■ **WHAT YOU SHOULD DO**: The lines below that include "integrationsbeauftragte" are to be found and copied.

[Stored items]

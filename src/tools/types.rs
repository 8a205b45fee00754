//! Tool parameter schemas.

use serde::{Deserialize, Serialize};

/// JSON Schema-based parameter definition for a tool.
#[derive(Debug, Clone, Serialize, Deserialize)]
pub struct AgentToolParameters {
    /// JSON Schema object describing the parameters.
    pub schema: serde_json::Value,
}

impl AgentToolParameters {
    /// Create from a raw JSON Schema value.
    pub fn from_schema(schema: serde_json::Value) -> Self {
        Self { schema }
    }

    /// Builder: create an object schema with properties.
    pub fn object() -> ParameterBuilder {
        ParameterBuilder {
            properties: serde_json::Map::new(),
            required: Vec::new(),
        }
    }
}

/// Builder for constructing tool parameter schemas.
pub struct ParameterBuilder {
    properties: serde_json::Map<String, serde_json::Value>,
    required: Vec<String>,
}

impl ParameterBuilder {
    fn property(mut self, name: impl Into<String>, schema: serde_json::Value, required: bool) -> Self {
        let name = name.into();
        self.properties.insert(name.clone(), schema);
        if required {
            self.required.push(name);
        }
        self
    }

    /// Add a string property.
    pub fn string(self, name: impl Into<String>, description: impl Into<String>, required: bool) -> Self {
        let schema = serde_json::json!({
            "type": "string",
            "description": description.into(),
        });
        self.property(name, schema, required)
    }

    /// Add an integer property.
    pub fn integer(self, name: impl Into<String>, description: impl Into<String>, required: bool) -> Self {
        let schema = serde_json::json!({
            "type": "integer",
            "description": description.into(),
        });
        self.property(name, schema, required)
    }

    /// Build into AgentToolParameters.
    pub fn build(self) -> AgentToolParameters {
        AgentToolParameters {
            schema: serde_json::json!({
                "type": "object",
                "properties": self.properties,
                "required": self.required,
            }),
        }
    }
}
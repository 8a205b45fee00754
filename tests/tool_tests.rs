//! Tests for the tool system.

mod common;

use std::sync::atomic::{AtomicUsize, Ordering};
use std::sync::Arc;

use common::{canned_search_tool, BrokenTool};
use integreat::error::IntegreatError;
use integreat::tools::*;

#[test]
fn parameter_builder_constructs_schema() {
    let params = AgentToolParameters::object()
        .string("query", "Search query", true)
        .integer("num", "Max results", false)
        .build();

    let schema = &params.schema;
    assert_eq!(schema["type"], "object");
    assert_eq!(schema["properties"]["query"]["type"], "string");
    assert_eq!(schema["properties"]["num"]["type"], "integer");
    assert_eq!(schema["required"], serde_json::json!(["query"]));
}

#[test]
fn parameters_from_raw_schema() {
    let raw = serde_json::json!({"type": "object", "properties": {}});
    let params = AgentToolParameters::from_schema(raw.clone());
    assert_eq!(params.schema, raw);
}

#[test]
fn tool_arguments_optional() {
    let args = ToolArguments::new(serde_json::json!({"query": "test", "num": 4}));
    assert_eq!(args.get_str_opt("query"), Some("test"));
    assert_eq!(args.get_str_opt("missing"), None);
    assert_eq!(args.get_u64_opt("num"), Some(4));
    assert_eq!(args.get_u64_opt("query"), None);
}

#[tokio::test]
async fn custom_tool_executes_through_trait_object() {
    let calls = Arc::new(AtomicUsize::new(0));
    let tool = canned_search_tool("1. integrationsbeauftragte.de", calls.clone());

    let args = ToolArguments::new(serde_json::json!({"query": "Integrationskurs"}));
    let result = tool.execute(&args).await.unwrap();

    assert_eq!(
        result,
        serde_json::json!("1. integrationsbeauftragte.de [Integrationskurs]")
    );
    assert_eq!(calls.load(Ordering::SeqCst), 1);
}

#[tokio::test]
async fn missing_required_argument_is_an_invalid_argument() {
    let tool = canned_search_tool("unused", Arc::new(AtomicUsize::new(0)));

    let err = tool
        .execute(&ToolArguments::new(serde_json::json!({})))
        .await
        .unwrap_err();

    assert!(matches!(err, IntegreatError::InvalidArgument(_)));
}

#[tokio::test]
async fn tool_errors_are_returned_to_the_caller() {
    let err = BrokenTool::new()
        .execute(&ToolArguments::new(serde_json::json!({})))
        .await
        .unwrap_err();
    assert!(matches!(err, IntegreatError::ToolExecution { ref tool_name, .. } if tool_name == "flaky"));
}

#[test]
fn definition_mirrors_name_description_and_schema() {
    let tool = canned_search_tool("unused", Arc::new(AtomicUsize::new(0)));
    let definition = tool.definition();
    assert_eq!(definition.name, "serpapi");
    assert_eq!(definition.description, "Search the web");
    assert_eq!(definition.parameters, tool.parameters().schema);
}

#[test]
fn search_tool_is_registered_under_serpapi_name() {
    let config = integreat::config::IntegreatConfig::new();
    let tool = serpapi_search_tool(&config);
    assert_eq!(tool.name(), SERPAPI_TOOL_NAME);
    assert_eq!(tool.parameters().schema["required"], serde_json::json!(["query"]));
}
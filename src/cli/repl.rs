//! Interactive terminal front end.
//!
//! Each input line becomes one presentation event: a plain line is a
//! question, slash commands change the destination, search official sources
//! or re-render the transcript.

use std::io::Write;

use tokio::io::{AsyncBufReadExt, BufReader};

use crate::agent::{AgentSessionManager, AskMode, HistoryEntry};
use crate::countries::{Country, CountryCatalog};
use crate::error::IntegreatError;

const HELP: &str = "\
Type a question and press Enter to ask InteGREAT.
  /country NAME   switch destination country
  /gov QUERY      search the destination's government sources
  /history        show the conversation so far
  /countries      list supported destinations
  /info           government website and currency of the destination
  /help           show this help
  /quit           leave";

/// One parsed input line.
#[derive(Debug, Clone, PartialEq, Eq)]
pub enum ReplCommand {
    Ask(String),
    GovernmentSearch(String),
    Country(String),
    History,
    Countries,
    Info,
    Help,
    Quit,
    Empty,
    Unknown(String),
}

pub fn parse_line(line: &str) -> ReplCommand {
    let line = line.trim();
    if line.is_empty() {
        return ReplCommand::Empty;
    }
    let Some(command) = line.strip_prefix('/') else {
        return ReplCommand::Ask(line.to_string());
    };

    let (name, rest) = command
        .split_once(char::is_whitespace)
        .map(|(name, rest)| (name, rest.trim()))
        .unwrap_or((command, ""));

    match name.to_ascii_lowercase().as_str() {
        "country" => ReplCommand::Country(rest.to_string()),
        "gov" => ReplCommand::GovernmentSearch(rest.to_string()),
        "history" => ReplCommand::History,
        "countries" => ReplCommand::Countries,
        "info" => ReplCommand::Info,
        "help" | "?" => ReplCommand::Help,
        "quit" | "exit" | "q" => ReplCommand::Quit,
        other => ReplCommand::Unknown(other.to_string()),
    }
}

pub fn render_entry(entry: &HistoryEntry) -> String {
    format!(
        "[{}] You: {}\n    InteGREAT ({}): {}",
        entry.sequence_index, entry.query, entry.country, entry.response
    )
}

pub fn render_country(country: &Country) -> String {
    let mut out = format!(
        "Selected Country: {}\nGovernment website: {}",
        country.name, country.government_website
    );
    if let (Some(ticker), Some(currency)) = (&country.currency_ticker, country.quote_currency()) {
        out.push_str(&format!("\nCurrency: {currency} (ticker {ticker})"));
    }
    out
}

pub fn render_catalog(catalog: &CountryCatalog, current: &str) -> String {
    catalog
        .iter()
        .map(|c| {
            let marker = if c.name.eq_ignore_ascii_case(current) { '*' } else { ' ' };
            format!("{marker} {:<16} {}", c.name, c.government_website)
        })
        .collect::<Vec<_>>()
        .join("\n")
}

pub fn render_error(err: &IntegreatError) -> String {
    match err {
        IntegreatError::Validation(message) => message.clone(),
        other if other.is_retryable() => format!("Error: {other} (you can try again)"),
        other => format!("Error: {other}"),
    }
}

/// Run the interactive loop until `/quit` or end of input.
pub async fn run(session: &AgentSessionManager, catalog: &CountryCatalog) -> std::io::Result<()> {
    println!("InteGREAT: immigrant integration helper. Type /help for commands.");
    if let Some(country) = catalog.get(&session.country()) {
        println!("{}", render_country(country));
    }

    let mut lines = BufReader::new(tokio::io::stdin()).lines();
    loop {
        print!("[{}] > ", session.country());
        std::io::stdout().flush()?;

        let Some(line) = lines.next_line().await? else {
            println!();
            return Ok(());
        };

        match parse_line(&line) {
            ReplCommand::Empty => {}
            ReplCommand::Quit => return Ok(()),
            ReplCommand::Help => println!("{HELP}"),
            ReplCommand::Unknown(name) => eprintln!("Unknown command /{name}. Type /help."),
            ReplCommand::Countries => println!("{}", render_catalog(catalog, &session.country())),
            ReplCommand::Info => match catalog.get(&session.country()) {
                Some(country) => println!("{}", render_country(country)),
                None => println!("No details on file for {}.", session.country()),
            },
            ReplCommand::History => {
                let history = session.history();
                if history.is_empty() {
                    println!("No questions asked yet.");
                }
                for entry in &history {
                    println!("{}", render_entry(entry));
                }
            }
            ReplCommand::Country(name) => on_country_change(session, catalog, &name).await,
            ReplCommand::Ask(query) => {
                eprintln!("Waiting for InteGREAT's response...");
                match session.ask(&query, AskMode::Direct).await {
                    Ok(_) => {
                        if let Some(entry) = session.history().last() {
                            println!("{}", render_entry(entry));
                        }
                    }
                    Err(e) => eprintln!("{}", render_error(&e)),
                }
            }
            ReplCommand::GovernmentSearch(query) => {
                eprintln!("Asking InteGREAT...");
                match session.ask(&query, AskMode::GovernmentSearch).await {
                    Ok(response) => println!("Response: {response}"),
                    Err(e) => eprintln!("{}", render_error(&e)),
                }
            }
        }
    }
}

async fn on_country_change(session: &AgentSessionManager, catalog: &CountryCatalog, name: &str) {
    let name = catalog.get(name).map_or(name, |c| c.name.as_str());
    if !name.trim().is_empty() && !catalog.contains(name) {
        eprintln!("Note: {name} is not in the country list; advice may be less specific.");
    }
    match session.reinitialize(name).await {
        Ok(()) => match catalog.get(name) {
            Some(country) => println!("{}", render_country(country)),
            None => println!("Selected Country: {}", session.country()),
        },
        Err(e) => {
            eprintln!("{}", render_error(&e));
            eprintln!("Still researching {}.", session.country());
        }
    }
}
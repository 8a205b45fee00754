//! Agent session management.
//!
//! [`AgentSessionManager`] owns the one active [`Agent`] of a user session.
//! Changing the destination builds a complete new agent and swaps it in as a
//! single `Arc`; questions are answered by whichever agent was committed when
//! they started. A `tokio` mutex serializes reinitialization against
//! questions, so a question waits while the assistant is being rebuilt and a
//! rebuild waits for an in-flight question to finish.

use std::sync::atomic::{AtomicBool, Ordering};
use std::sync::{Arc, PoisonError, RwLock};
use std::time::Duration;

use bon::Builder;
use strum::{Display, EnumString};
use tokio::sync::Mutex;
use tracing::{info, warn};
use uuid::Uuid;

use crate::config::IntegreatConfig;
use crate::countries::DEFAULT_COUNTRY;
use crate::error::{IntegreatError, Result};
use crate::persona::{build_persona, government_search_prompt};
use crate::tools::{serpapi_search_tool, Tool, SERPAPI_TOOL_NAME};
use crate::types::GenerationSettings;
use crate::util::timeout::with_optional_timeout;

use super::agent::Agent;
use super::bindings::{CapabilityBindings, ConfiguredBindings};
use super::history::{HistoryEntry, HistoryStore};
use super::memory::ConversationMemory;

/// How a question is put to the assistant.
#[derive(Debug, Clone, Copy, PartialEq, Eq, Display, EnumString)]
#[strum(serialize_all = "snake_case")]
pub enum AskMode {
    /// Sent as typed; the exchange is added to the history.
    Direct,
    /// Rewritten into a search instruction for official sources; the answer
    /// is shown once and not added to the history.
    GovernmentSearch,
}

/// Whether the session can take a question right now.
#[derive(Debug, Clone, Copy, PartialEq, Eq, Display)]
#[strum(serialize_all = "snake_case")]
pub enum SessionPhase {
    Ready,
    Reinitializing,
}

/// Session behaviour.
#[derive(Debug, Clone, Builder)]
pub struct SessionOptions {
    #[builder(into, default = DEFAULT_COUNTRY.to_string())]
    pub default_country: String,
    #[builder(default)]
    pub generation: GenerationSettings,
    /// Bound on agent construction and on each answer.
    pub request_timeout: Option<Duration>,
    /// Remembered turns sent with each question; `None` sends all of them.
    pub memory_window: Option<usize>,
    #[builder(default)]
    pub reset_memory_on_country_change: bool,
    /// Tool named in government-search instructions.
    #[builder(into, default = SERPAPI_TOOL_NAME.to_string())]
    pub search_tool_name: String,
}

impl Default for SessionOptions {
    fn default() -> Self {
        Self::builder().build()
    }
}

impl From<&IntegreatConfig> for SessionOptions {
    fn from(config: &IntegreatConfig) -> Self {
        let settings = config.settings();
        Self {
            default_country: settings.default_country.clone(),
            generation: settings.generation_settings(),
            request_timeout: settings.request_timeout(),
            memory_window: settings.memory_window,
            reset_memory_on_country_change: settings.reset_memory_on_country_change,
            search_tool_name: SERPAPI_TOOL_NAME.to_string(),
        }
    }
}

/// Owns the session's active agent, its memory and its history.
pub struct AgentSessionManager {
    session_id: Uuid,
    bindings: Arc<dyn CapabilityBindings>,
    tools: Arc<[Arc<dyn Tool>]>,
    memory: ConversationMemory,
    options: SessionOptions,
    /// Held for the whole of every `ask` and `reinitialize`.
    gate: Mutex<()>,
    /// Last committed agent; replaced only while `gate` is held.
    active: RwLock<Arc<Agent>>,
    reinitializing: AtomicBool,
    history: RwLock<HistoryStore>,
}

impl AgentSessionManager {
    /// Start a session bound to `options.default_country`.
    pub async fn new(
        bindings: Arc<dyn CapabilityBindings>,
        tools: Vec<Arc<dyn Tool>>,
        options: SessionOptions,
    ) -> Result<Self> {
        let country = validate_country(&options.default_country)?;
        let tools: Arc<[Arc<dyn Tool>]> = tools.into();
        let memory = ConversationMemory::new();

        let agent = build_agent(&*bindings, &tools, &memory, &options, country.clone()).await?;
        let session_id = Uuid::new_v4();
        info!(session = %session_id, country = %country, model = agent.model_id(), "Session started");

        Ok(Self {
            session_id,
            bindings,
            tools,
            memory,
            options,
            gate: Mutex::new(()),
            active: RwLock::new(Arc::new(agent)),
            reinitializing: AtomicBool::new(false),
            history: RwLock::new(HistoryStore::new()),
        })
    }

    /// Start a session with the configured OpenAI model and SerpApi search.
    pub async fn from_config(config: &IntegreatConfig) -> Result<Self> {
        let bindings = Arc::new(ConfiguredBindings::new(config.clone()));
        let tools = vec![serpapi_search_tool(config)];
        Self::new(bindings, tools, SessionOptions::from(config)).await
    }

    /// Rebind the assistant to `country`.
    ///
    /// On failure the previous agent stays active and the error is a
    /// `SessionInit` naming the attempted country.
    pub async fn reinitialize(&self, country: &str) -> Result<()> {
        let country = validate_country(country)?;
        let _gate = self.gate.lock().await;
        let _phase = PhaseGuard::enter(&self.reinitializing);

        let previous = self.active_agent();
        let agent = match build_agent(
            &*self.bindings,
            &self.tools,
            &self.memory,
            &self.options,
            country.clone(),
        )
        .await
        {
            Ok(agent) => agent,
            Err(e) => {
                warn!(
                    session = %self.session_id,
                    attempted = %country,
                    kept = previous.country(),
                    error = %e,
                    "Reinitialization failed; keeping previous agent"
                );
                return Err(e);
            }
        };

        let country_changed = previous.country() != agent.country();
        *self.active.write().unwrap_or_else(PoisonError::into_inner) = Arc::new(agent);

        if country_changed && self.options.reset_memory_on_country_change {
            self.memory.clear().await;
        }

        info!(
            session = %self.session_id,
            from = previous.country(),
            to = %country,
            "Agent reinitialized"
        );
        Ok(())
    }

    /// Put a question to the active agent.
    ///
    /// Blank queries are rejected before anything is sent. Only successful
    /// [`AskMode::Direct`] questions are added to the history.
    pub async fn ask(&self, query: &str, mode: AskMode) -> Result<String> {
        let trimmed = query.trim();
        if trimmed.is_empty() {
            return Err(IntegreatError::Validation("Please enter a query.".into()));
        }

        let _gate = self.gate.lock().await;
        let agent = self.active_agent();

        let prompt = match mode {
            AskMode::Direct => query.to_string(),
            AskMode::GovernmentSearch => {
                government_search_prompt(&self.options.search_tool_name, trimmed, agent.country())
            }
        };

        let response = with_optional_timeout(self.options.request_timeout, agent.run(&prompt))
            .await
            .map_err(|e| {
                warn!(session = %self.session_id, %mode, error = %e, "Agent invocation failed");
                IntegreatError::agent_invocation(e)
            })?;

        if mode == AskMode::Direct {
            let sequence_index = self
                .history
                .write()
                .unwrap_or_else(PoisonError::into_inner)
                .append(query, response.clone(), agent.country());
            info!(session = %self.session_id, sequence_index, "History entry recorded");
        }

        Ok(response)
    }

    /// Transcript, oldest first.
    pub fn history(&self) -> Vec<HistoryEntry> {
        self.history
            .read()
            .unwrap_or_else(PoisonError::into_inner)
            .list()
    }

    pub fn history_len(&self) -> usize {
        self.history
            .read()
            .unwrap_or_else(PoisonError::into_inner)
            .len()
    }

    /// Last successfully committed destination.
    pub fn country(&self) -> String {
        self.active_agent().country().to_string()
    }

    /// Persona of the committed agent.
    pub fn persona(&self) -> String {
        self.active_agent().persona().to_string()
    }

    pub fn active_agent(&self) -> Arc<Agent> {
        Arc::clone(&self.active.read().unwrap_or_else(PoisonError::into_inner))
    }

    pub fn phase(&self) -> SessionPhase {
        if self.reinitializing.load(Ordering::Acquire) {
            SessionPhase::Reinitializing
        } else {
            SessionPhase::Ready
        }
    }

    pub fn memory(&self) -> &ConversationMemory {
        &self.memory
    }

    pub fn session_id(&self) -> Uuid {
        self.session_id
    }
}

impl std::fmt::Debug for AgentSessionManager {
    fn fmt(&self, f: &mut std::fmt::Formatter<'_>) -> std::fmt::Result {
        f.debug_struct("AgentSessionManager")
            .field("session_id", &self.session_id)
            .field("active", &self.active_agent())
            .field("phase", &self.phase())
            .field("history_len", &self.history_len())
            .finish()
    }
}

async fn build_agent(
    bindings: &dyn CapabilityBindings,
    tools: &Arc<[Arc<dyn Tool>]>,
    memory: &ConversationMemory,
    options: &SessionOptions,
    country: String,
) -> Result<Agent> {
    let provider = with_optional_timeout(options.request_timeout, bindings.language_model())
        .await
        .map_err(|e| IntegreatError::session_init(country.clone(), e))?;
    let persona = build_persona(&country);
    Ok(Agent::new(
        country,
        persona,
        provider,
        Arc::clone(tools),
        memory.clone(),
        options.generation.clone(),
        options.memory_window,
    ))
}

fn validate_country(country: &str) -> Result<String> {
    let country = country.trim();
    if country.is_empty() {
        return Err(IntegreatError::Validation(
            "Destination country must not be empty.".into(),
        ));
    }
    Ok(country.to_string())
}

/// Marks the session as reinitializing until dropped.
struct PhaseGuard<'a>(&'a AtomicBool);

impl<'a> PhaseGuard<'a> {
    fn enter(flag: &'a AtomicBool) -> Self {
        flag.store(true, Ordering::Release);
        Self(flag)
    }
}

impl Drop for PhaseGuard<'_> {
    fn drop(&mut self) {
        self.0.store(false, Ordering::Release);
    }
}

■ **YOUR RESPONSE**:
    let tool = canned_search_tool("1. integrationsbeauftragte.de", calls.clone());
        serde_json::json!("1. integrationsbeauftragte.de [Integrationskurs]")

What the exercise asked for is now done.